- **Task goal**
Nothing but the lines from the one that contains "pub const CAST_ARRAY: u32 = 1;" to the end of the records should be printed, both ends included, exactly as given.

- **Record set**
-- Opening Marker --

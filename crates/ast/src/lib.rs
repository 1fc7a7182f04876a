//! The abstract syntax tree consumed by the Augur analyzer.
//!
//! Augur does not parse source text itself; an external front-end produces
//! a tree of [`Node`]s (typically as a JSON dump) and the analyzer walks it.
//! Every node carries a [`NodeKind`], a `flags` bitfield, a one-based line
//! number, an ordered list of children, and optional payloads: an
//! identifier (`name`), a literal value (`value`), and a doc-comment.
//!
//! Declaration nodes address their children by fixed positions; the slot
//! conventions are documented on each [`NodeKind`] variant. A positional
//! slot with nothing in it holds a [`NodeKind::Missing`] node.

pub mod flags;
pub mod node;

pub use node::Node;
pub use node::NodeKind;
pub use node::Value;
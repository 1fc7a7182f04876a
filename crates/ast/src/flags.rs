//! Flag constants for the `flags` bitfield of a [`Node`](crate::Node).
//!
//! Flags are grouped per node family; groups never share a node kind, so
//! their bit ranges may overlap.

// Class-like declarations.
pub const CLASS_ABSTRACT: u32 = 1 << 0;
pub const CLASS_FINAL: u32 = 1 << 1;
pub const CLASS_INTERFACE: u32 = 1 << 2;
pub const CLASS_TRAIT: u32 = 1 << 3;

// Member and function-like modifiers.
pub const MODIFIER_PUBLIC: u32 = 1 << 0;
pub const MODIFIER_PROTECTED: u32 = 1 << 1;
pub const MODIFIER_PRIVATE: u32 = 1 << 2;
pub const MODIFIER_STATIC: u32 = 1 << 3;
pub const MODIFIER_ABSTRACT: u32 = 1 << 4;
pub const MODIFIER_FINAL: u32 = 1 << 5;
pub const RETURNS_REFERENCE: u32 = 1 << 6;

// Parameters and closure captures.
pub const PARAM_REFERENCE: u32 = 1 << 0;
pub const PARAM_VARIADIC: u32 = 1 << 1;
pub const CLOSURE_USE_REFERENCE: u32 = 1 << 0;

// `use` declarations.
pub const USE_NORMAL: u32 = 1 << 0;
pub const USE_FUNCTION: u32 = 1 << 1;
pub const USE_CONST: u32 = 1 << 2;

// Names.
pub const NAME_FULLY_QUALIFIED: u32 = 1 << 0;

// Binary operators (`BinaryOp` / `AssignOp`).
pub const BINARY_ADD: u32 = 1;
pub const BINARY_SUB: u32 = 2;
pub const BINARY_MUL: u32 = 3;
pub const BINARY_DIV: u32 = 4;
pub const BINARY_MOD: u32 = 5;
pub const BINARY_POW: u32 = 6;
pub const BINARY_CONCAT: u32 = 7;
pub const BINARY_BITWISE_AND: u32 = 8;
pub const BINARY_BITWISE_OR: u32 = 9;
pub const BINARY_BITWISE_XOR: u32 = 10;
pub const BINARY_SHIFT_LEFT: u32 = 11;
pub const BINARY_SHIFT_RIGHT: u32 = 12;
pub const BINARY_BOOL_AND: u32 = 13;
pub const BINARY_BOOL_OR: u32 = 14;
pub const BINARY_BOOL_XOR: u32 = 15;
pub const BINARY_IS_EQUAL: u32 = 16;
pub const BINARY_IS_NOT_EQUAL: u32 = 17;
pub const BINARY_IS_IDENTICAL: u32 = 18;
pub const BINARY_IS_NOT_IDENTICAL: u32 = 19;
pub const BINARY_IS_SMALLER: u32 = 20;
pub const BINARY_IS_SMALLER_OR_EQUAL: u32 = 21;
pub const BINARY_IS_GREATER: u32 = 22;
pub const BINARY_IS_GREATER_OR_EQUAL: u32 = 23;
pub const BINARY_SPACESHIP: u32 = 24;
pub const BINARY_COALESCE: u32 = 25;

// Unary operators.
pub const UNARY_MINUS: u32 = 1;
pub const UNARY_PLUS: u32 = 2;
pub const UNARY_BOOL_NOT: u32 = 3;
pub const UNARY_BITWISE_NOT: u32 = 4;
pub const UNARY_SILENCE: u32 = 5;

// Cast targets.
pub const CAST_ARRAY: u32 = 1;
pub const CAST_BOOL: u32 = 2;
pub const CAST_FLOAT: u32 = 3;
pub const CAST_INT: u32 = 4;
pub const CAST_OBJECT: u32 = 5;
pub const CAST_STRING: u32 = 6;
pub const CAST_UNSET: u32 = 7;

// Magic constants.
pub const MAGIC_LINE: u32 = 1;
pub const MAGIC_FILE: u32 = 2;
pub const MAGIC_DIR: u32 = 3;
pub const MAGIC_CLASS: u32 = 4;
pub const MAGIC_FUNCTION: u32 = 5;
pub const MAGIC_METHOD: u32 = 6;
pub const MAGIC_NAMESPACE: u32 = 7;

-- Closing Marker --

- **Written solution**
pub const CAST_ARRAY: u32 = 1;
pub const CAST_BOOL: u32 = 2;
pub const CAST_FLOAT: u32 = 3;
pub const CAST_INT: u32 = 4;
pub const CAST_OBJECT: u32 = 5;
pub const CAST_STRING: u32 = 6;
pub const CAST_UNSET: u32 = 7;

// Magic constants.
pub const MAGIC_LINE: u32 = 1;
pub const MAGIC_FILE: u32 = 2;
pub const MAGIC_DIR: u32 = 3;
pub const MAGIC_CLASS: u32 = 4;
pub const MAGIC_FUNCTION: u32 = 5;
pub const MAGIC_METHOD: u32 = 6;
pub const MAGIC_NAMESPACE: u32 = 7;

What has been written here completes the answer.